(Exercise materials)

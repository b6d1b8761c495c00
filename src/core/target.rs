//! Mitigation target model.
//!
//! A mitigation matches traffic by address prefix, port range, protocol,
//! FQDN and URI, optionally extended by named aliases. This module parses
//! and validates those criteria and builds the normalized target groups the
//! conflict resolver compares.

use std::collections::BTreeSet;

use ipnetwork::IpNetwork;
use serde::{Deserialize, Serialize};
use thiserror::Error;

use crate::core::alias::Alias;

/// Errors raised while parsing or validating target criteria
#[derive(Error, Debug, Clone, PartialEq)]
pub enum TargetError {
    #[error("invalid target prefix: {0}")]
    InvalidPrefix(String),
    #[error("target prefix {0} is not an acceptable mitigation target")]
    ForbiddenPrefix(String),
    #[error("invalid port range: lower={lower}, upper={upper:?}")]
    InvalidPortRange { lower: i64, upper: Option<i64> },
    #[error("invalid protocol number: {0}")]
    InvalidProtocol(i64),
    #[error("at least one of target-prefix, target-fqdn, target-uri or alias-name must be present")]
    MissingTarget,
}

/// Inclusive port range
#[derive(Debug, Clone, Copy, PartialEq, Eq, PartialOrd, Ord, Hash, Serialize, Deserialize)]
pub struct PortRange {
    pub lower_port: u16,
    pub upper_port: u16,
}

impl PortRange {
    pub fn new(lower_port: u16, upper_port: u16) -> Self {
        Self { lower_port, upper_port }
    }

    /// Build a range from raw wire values; a missing upper bound means a single port.
    pub fn parse(lower: i64, upper: Option<i64>) -> Result<Self, TargetError> {
        let invalid = || TargetError::InvalidPortRange { lower, upper };
        let lower_port = u16::try_from(lower).map_err(|_| invalid())?;
        let upper_port = match upper {
            Some(upper) => u16::try_from(upper).map_err(|_| invalid())?,
            None => lower_port,
        };
        if lower_port > upper_port {
            return Err(invalid());
        }
        Ok(Self::new(lower_port, upper_port))
    }

    pub fn includes(&self, port: u16) -> bool {
        self.lower_port <= port && port <= self.upper_port
    }

    pub fn overlaps(&self, other: &PortRange) -> bool {
        self.lower_port <= other.upper_port && other.lower_port <= self.upper_port
    }
}

/// Raw port range as received from a client
#[derive(Debug, Clone, PartialEq, Serialize, Deserialize)]
#[serde(rename_all = "kebab-case")]
pub struct PortRangeInput {
    pub lower_port: i64,
    #[serde(default)]
    pub upper_port: Option<i64>,
}

/// Parse a CIDR string into a prefix normalized to its network address.
pub fn parse_prefix(cidr: &str) -> Result<IpNetwork, TargetError> {
    let net: IpNetwork = cidr
        .parse()
        .map_err(|_| TargetError::InvalidPrefix(cidr.to_string()))?;
    let normalized = IpNetwork::new(net.network(), net.prefix())
        .map_err(|_| TargetError::InvalidPrefix(cidr.to_string()))?;
    let ip = normalized.ip();
    if ip.is_loopback() || ip.is_multicast() {
        return Err(TargetError::ForbiddenPrefix(cidr.to_string()));
    }
    Ok(normalized)
}

/// Two CIDR ranges intersect when one contains the other's network address.
pub fn prefixes_overlap(a: &IpNetwork, b: &IpNetwork) -> bool {
    a.contains(b.network()) || b.contains(a.network())
}

/// The match criteria of a mitigation scope as stored and handed to blockers.
#[derive(Debug, Clone, Default, PartialEq, Eq, Serialize, Deserialize)]
pub struct TargetSpec {
    #[serde(default)]
    pub prefixes: Vec<IpNetwork>,
    #[serde(default)]
    pub port_ranges: Vec<PortRange>,
    #[serde(default)]
    pub protocols: BTreeSet<u8>,
    #[serde(default)]
    pub fqdns: BTreeSet<String>,
    #[serde(default)]
    pub uris: BTreeSet<String>,
    #[serde(default)]
    pub alias_names: BTreeSet<String>,
}

impl TargetSpec {
    /// Parse raw client criteria. Does not enforce the "at least one target" rule;
    /// see [`TargetSpec::validate_for_activation`].
    pub fn parse(
        prefixes: &[String],
        port_ranges: &[PortRangeInput],
        protocols: &[i64],
        fqdns: &[String],
        uris: &[String],
        alias_names: &[String],
    ) -> Result<Self, TargetError> {
        let prefixes = prefixes
            .iter()
            .map(|p| parse_prefix(p))
            .collect::<Result<Vec<_>, _>>()?;
        let port_ranges = port_ranges
            .iter()
            .map(|r| PortRange::parse(r.lower_port, r.upper_port))
            .collect::<Result<Vec<_>, _>>()?;
        let protocols = protocols
            .iter()
            .map(|p| u8::try_from(*p).map_err(|_| TargetError::InvalidProtocol(*p)))
            .collect::<Result<BTreeSet<_>, _>>()?;

        Ok(Self {
            prefixes,
            port_ranges,
            protocols,
            fqdns: fqdns.iter().cloned().collect(),
            uris: uris.iter().cloned().collect(),
            alias_names: alias_names.iter().cloned().collect(),
        })
    }

    pub fn validate_for_activation(&self) -> Result<(), TargetError> {
        if self.prefixes.is_empty()
            && self.fqdns.is_empty()
            && self.uris.is_empty()
            && self.alias_names.is_empty()
        {
            return Err(TargetError::MissingTarget);
        }
        Ok(())
    }

    /// Criteria with every alias appended, as handed to a blocker.
    pub fn expanded_with(&self, aliases: &[Alias]) -> TargetSpec {
        let mut expanded = self.clone();
        for alias in aliases {
            for prefix in &alias.targets.prefixes {
                if !expanded.prefixes.contains(prefix) {
                    expanded.prefixes.push(*prefix);
                }
            }
            for range in &alias.targets.port_ranges {
                if !expanded.port_ranges.contains(range) {
                    expanded.port_ranges.push(*range);
                }
            }
            expanded.protocols.extend(alias.targets.protocols.iter().copied());
            expanded.fqdns.extend(alias.targets.fqdns.iter().cloned());
            expanded.uris.extend(alias.targets.uris.iter().cloned());
        }
        expanded
    }
}

/// Where a group of resolved targets came from
#[derive(Debug, Clone, PartialEq, Eq)]
pub enum TargetOrigin {
    Direct,
    Alias(String),
}

/// One prefix x port x protocol tuple set, plus its FQDNs and URIs.
///
/// Empty port or protocol lists match any port or protocol.
#[derive(Debug, Clone, PartialEq)]
pub struct TargetGroup {
    pub origin: TargetOrigin,
    pub prefixes: Vec<IpNetwork>,
    pub port_ranges: Vec<PortRange>,
    pub protocols: BTreeSet<u8>,
    pub fqdns: BTreeSet<String>,
    pub uris: BTreeSet<String>,
}

impl TargetGroup {
    fn from_spec(origin: TargetOrigin, spec: &TargetSpec) -> Self {
        Self {
            origin,
            prefixes: spec.prefixes.clone(),
            port_ranges: spec.port_ranges.clone(),
            protocols: spec.protocols.clone(),
            fqdns: spec.fqdns.clone(),
            uris: spec.uris.clone(),
        }
    }

    fn is_empty(&self) -> bool {
        self.prefixes.is_empty() && self.fqdns.is_empty() && self.uris.is_empty()
    }

    fn ports_overlap(&self, other: &TargetGroup) -> bool {
        if self.port_ranges.is_empty() || other.port_ranges.is_empty() {
            return true;
        }
        self.port_ranges
            .iter()
            .any(|a| other.port_ranges.iter().any(|b| a.overlaps(b)))
    }

    fn protocols_overlap(&self, other: &TargetGroup) -> bool {
        if self.protocols.is_empty() || other.protocols.is_empty() {
            return true;
        }
        self.protocols.intersection(&other.protocols).next().is_some()
    }

    /// Whether both groups target the same network path.
    pub fn overlaps(&self, other: &TargetGroup) -> bool {
        if self.fqdns.intersection(&other.fqdns).next().is_some()
            || self.uris.intersection(&other.uris).next().is_some()
        {
            return true;
        }
        let prefix_hit = self
            .prefixes
            .iter()
            .any(|a| other.prefixes.iter().any(|b| prefixes_overlap(a, b)));
        prefix_hit && self.ports_overlap(other) && self.protocols_overlap(other)
    }
}

/// Alias names on each side of an overlap
#[derive(Debug, Clone, Default, PartialEq)]
pub struct TargetOverlap {
    pub candidate_aliases: BTreeSet<String>,
    pub existing_aliases: BTreeSet<String>,
}

impl TargetOverlap {
    pub fn involves_alias(&self) -> bool {
        !self.candidate_aliases.is_empty() || !self.existing_aliases.is_empty()
    }

    pub fn alias_names(&self) -> Vec<String> {
        self.candidate_aliases
            .union(&self.existing_aliases)
            .cloned()
            .collect()
    }
}

/// Normalized, comparable expansion of a scope's targets.
#[derive(Debug, Clone, Default, PartialEq)]
pub struct ResolvedTargets {
    pub groups: Vec<TargetGroup>,
}

impl ResolvedTargets {
    pub fn new(spec: &TargetSpec, aliases: &[Alias]) -> Self {
        let mut groups = Vec::with_capacity(aliases.len() + 1);
        let direct = TargetGroup::from_spec(TargetOrigin::Direct, spec);
        if !direct.is_empty() {
            groups.push(direct);
        }
        for alias in aliases {
            let group = TargetGroup::from_spec(TargetOrigin::Alias(alias.name.clone()), &alias.targets);
            if !group.is_empty() {
                groups.push(group);
            }
        }
        Self { groups }
    }

    /// Compare every group pair, collecting the aliases involved in any hit.
    pub fn overlap(&self, existing: &ResolvedTargets) -> Option<TargetOverlap> {
        let mut found: Option<TargetOverlap> = None;
        for mine in &self.groups {
            for theirs in &existing.groups {
                if !mine.overlaps(theirs) {
                    continue;
                }
                let entry = found.get_or_insert_with(TargetOverlap::default);
                if let TargetOrigin::Alias(name) = &mine.origin {
                    entry.candidate_aliases.insert(name.clone());
                }
                if let TargetOrigin::Alias(name) = &theirs.origin {
                    entry.existing_aliases.insert(name.clone());
                }
            }
        }
        found
    }
}

#[cfg(test)]
mod tests {
    use super::*;

    fn spec(prefixes: &[&str]) -> TargetSpec {
        TargetSpec {
            prefixes: prefixes.iter().map(|p| parse_prefix(p).unwrap()).collect(),
            ..Default::default()
        }
    }

    #[test]
    fn test_port_range_without_upper_is_single_port() {
        let range = PortRange::parse(443, None).unwrap();
        assert_eq!(range, PortRange::new(443, 443));
        assert!(range.includes(443));
        assert!(!range.includes(444));
    }

    #[test]
    fn test_port_range_rejects_bad_bounds() {
        assert!(PortRange::parse(100, Some(10)).is_err());
        assert!(PortRange::parse(-1, None).is_err());
        assert!(PortRange::parse(1, Some(70000)).is_err());
    }

    #[test]
    fn test_prefix_is_normalized() {
        let prefix = parse_prefix("192.0.2.77/24").unwrap();
        assert_eq!(prefix.to_string(), "192.0.2.0/24");
    }

    #[test]
    fn test_prefix_rejects_loopback_and_multicast() {
        assert_eq!(
            parse_prefix("127.0.0.1/32"),
            Err(TargetError::ForbiddenPrefix("127.0.0.1/32".to_string()))
        );
        assert!(parse_prefix("224.0.0.0/8").is_err());
        assert!(parse_prefix("not-a-prefix").is_err());
    }

    #[test]
    fn test_nested_prefixes_overlap() {
        let a = parse_prefix("192.0.2.0/24").unwrap();
        let b = parse_prefix("192.0.2.128/25").unwrap();
        let c = parse_prefix("198.51.100.0/24").unwrap();
        let v6 = parse_prefix("2001:db8::/32").unwrap();
        assert!(prefixes_overlap(&a, &b));
        assert!(prefixes_overlap(&b, &a));
        assert!(!prefixes_overlap(&a, &c));
        assert!(!prefixes_overlap(&a, &v6));
    }

    #[test]
    fn test_disjoint_ports_do_not_overlap() {
        let mut a = spec(&["192.0.2.0/24"]);
        a.port_ranges.push(PortRange::new(80, 80));
        let mut b = spec(&["192.0.2.0/24"]);
        b.port_ranges.push(PortRange::new(443, 443));

        let left = ResolvedTargets::new(&a, &[]);
        let right = ResolvedTargets::new(&b, &[]);
        assert!(left.overlap(&right).is_none());

        b.port_ranges.push(PortRange::new(1, 100));
        let right = ResolvedTargets::new(&b, &[]);
        assert!(left.overlap(&right).is_some());
    }

    #[test]
    fn test_disjoint_protocols_do_not_overlap() {
        let mut a = spec(&["192.0.2.0/24"]);
        a.protocols.insert(6);
        let mut b = spec(&["192.0.2.0/24"]);
        b.protocols.insert(17);
        assert!(ResolvedTargets::new(&a, &[])
            .overlap(&ResolvedTargets::new(&b, &[]))
            .is_none());
    }

    #[test]
    fn test_fqdn_overlap_is_exact_match() {
        let mut a = TargetSpec::default();
        a.fqdns.insert("www.example.com".to_string());
        let mut b = TargetSpec::default();
        b.fqdns.insert("example.com".to_string());
        assert!(ResolvedTargets::new(&a, &[])
            .overlap(&ResolvedTargets::new(&b, &[]))
            .is_none());
        b.fqdns.insert("www.example.com".to_string());
        assert!(ResolvedTargets::new(&a, &[])
            .overlap(&ResolvedTargets::new(&b, &[]))
            .is_some());
    }

    #[test]
    fn test_alias_group_reports_alias_name() {
        let own = spec(&["198.51.100.0/24"]);
        let alias = Alias {
            name: "web-farm".to_string(),
            targets: spec(&["192.0.2.0/24"]),
        };
        let existing = spec(&["192.0.2.10/32"]);

        let overlap = ResolvedTargets::new(&own, &[alias])
            .overlap(&ResolvedTargets::new(&existing, &[]))
            .unwrap();
        assert!(overlap.involves_alias());
        assert_eq!(overlap.alias_names(), vec!["web-farm".to_string()]);
    }

    #[test]
    fn test_expanded_with_appends_alias_criteria() {
        let mut own = spec(&["198.51.100.0/24"]);
        own.alias_names.insert("web-farm".to_string());
        let mut alias_targets = spec(&["192.0.2.0/24", "198.51.100.0/24"]);
        alias_targets.protocols.insert(6);
        let alias = Alias {
            name: "web-farm".to_string(),
            targets: alias_targets,
        };

        let expanded = own.expanded_with(&[alias]);
        assert_eq!(expanded.prefixes.len(), 2);
        assert!(expanded.protocols.contains(&6));
        assert!(expanded.alias_names.contains("web-farm"));
    }

    #[test]
    fn test_activation_requires_a_target() {
        assert_eq!(
            TargetSpec::default().validate_for_activation(),
            Err(TargetError::MissingTarget)
        );
        let mut only_alias = TargetSpec::default();
        only_alias.alias_names.insert("a".to_string());
        assert!(only_alias.validate_for_activation().is_ok());
    }
}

(End Exercise materials)

_What you are asked to do_
Print, exactly as they appear above, the lines running from the one with "assert!(only_alias.validate_for_activation().is_ok());" through the final line.

_Expected answer_
        assert!(only_alias.validate_for_activation().is_ok());
    }
}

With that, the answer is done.